Fair Minded
One of the highlights of my childhood was my visit to the 1964–65 New York World’s Fair. There was the Sinclair exhibit with its life-size dinosaurs, and Ford’s Magic Skyway, where you could watch the entire history of the human race go by from the comfort of a self-driving Mustang convertible. There was the Illinois pavilion, where Disney’s audio-animatronic Abraham Lincoln miraculously stood up and gave a speech, and the IBM pavilion, where the audience was hydraulically lifted into a giant egg and dazzled by an immersive multimedia show. There was DuPont’s “Wonderful World of Chemistry,” in which live actors sang, danced, and interacted with filmed actors projected onto moving screens. And there were technological innovations that I’d never seen before: color TV, “Touch-Tone” phones with buttons instead of dials, and IBM Selectric typewriters, where the type element moved along a track while the carriage stood still.
As I got older, my wondrous memories of that fair led me to be interested in another exposition that once had been held on the same site: the 1939-40 World’s Fair. Unlike the later fair, which was a hodgepodge of futuristic architectural styles, the 1939 fair was a visual delight, featuring Art Deco graphics and clean Modernist architecture. It had an overarching theme — “The World of Tomorrow” — intended to lift the spirits of a population that had weathered the Great Depression and was looking ahead to a better and more prosperous world. Its most famous exhibit was General Motors’ Futurama, which displayed an imagined model city of 1960, with gleaming suburbs connected by a network of fast, efficient highways (a new idea at the time). I’ve watched films taken at the fair and seen exhibits of its relics, but I’ve always wished I could have experienced it in person.

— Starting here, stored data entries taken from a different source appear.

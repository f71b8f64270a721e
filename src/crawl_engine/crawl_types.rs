//! Core types for one monitor's crawl.

use std::collections::{BTreeMap, BTreeSet};

use thiserror::Error;

/// Monitor-fatal crawl failures.
///
/// Per-page failures past the seed are logged and skipped, so they never
/// surface here.
#[derive(Debug, Error)]
pub enum CrawlError {
    #[error("invalid monitor URL {url}: {reason}")]
    InvalidSeed { url: String, reason: String },

    #[error("seed page {url} could not be fetched: {reason}")]
    SeedUnreachable { url: String, reason: String },
}

/// Convenience alias for Result with `CrawlError`
pub type CrawlResult<T> = Result<T, CrawlError>;

/// Represents an item in the crawl queue with URL and depth tracking
#[derive(Debug, Clone, PartialEq, Eq)]
pub struct CrawlQueue {
    pub url: String,
    /// 1 for the seed page.
    pub depth: u32,
}

/// What one successfully fetched page contributed.
#[derive(Debug, Clone, Default, PartialEq)]
pub struct PageResult {
    pub url: String,
    /// Visible body text, whitespace-collapsed.
    pub text: String,
    /// Same-domain links found on the page. Empty when links were not
    /// followed from this depth.
    pub links: BTreeSet<String>,
}

/// All page texts of one run, keyed and rendered by URL.
///
/// Rendering by URL rather than fetch order keeps the stored text stable when
/// pages load in a different order between runs.
#[derive(Debug, Clone, Default, PartialEq)]
pub struct AggregatedDocument {
    pages: BTreeMap<String, String>,
}

impl AggregatedDocument {
    pub fn insert(&mut self, page: PageResult) {
        self.pages.insert(page.url, page.text);
    }

    #[must_use]
    pub fn page_count(&self) -> usize {
        self.pages.len()
    }

    #[must_use]
    pub fn is_empty(&self) -> bool {
        self.pages.is_empty()
    }

    pub fn urls(&self) -> impl Iterator<Item = &str> {
        self.pages.keys().map(String::as_str)
    }

    /// Text to store and diff against.
    ///
    /// A single page renders as its bare text. Multiple pages render as
    /// `--- url ---` labeled blocks separated by blank lines.
    #[must_use]
    pub fn render(&self) -> String {
        if self.pages.len() == 1
            && let Some(text) = self.pages.values().next()
        {
            return text.clone();
        }

        self.pages
            .iter()
            .map(|(url, text)| format!("--- {url} ---\n{text}"))
            .collect::<Vec<_>>()
            .join("\n\n")
    }
}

One reason for my emotional attachment to that fair was that my mother had been there. I remembered her stories about the majestic size of the fair’s centerpiece, the Trylon and Perisphere; about seeing television for the first time; about being introduced to nylon stockings; and about trying out a new type of pen, the ballpoint, which didn’t have to be dipped in ink. Compared to those things, push-button phones and improved typewriters felt trivial.
A few years before her death, I told my mother about how I’d been influenced by her descriptions of the 1939 fair when I was growing up. I expected her to lapse into warm reminiscences, but instead she looked at me like I was crazy.
“What are you talking about?” she said. “I never went to that fair. I was five years old! Even if I had gone, I wouldn’t have paid attention to things like pens and nylon stockings.”
I quickly did the math, and was stunned to realize that she was indeed five years old in 1939. Evidently, she had never told the stories that I so clearly remembered her telling. I still have no idea where those false memories came from.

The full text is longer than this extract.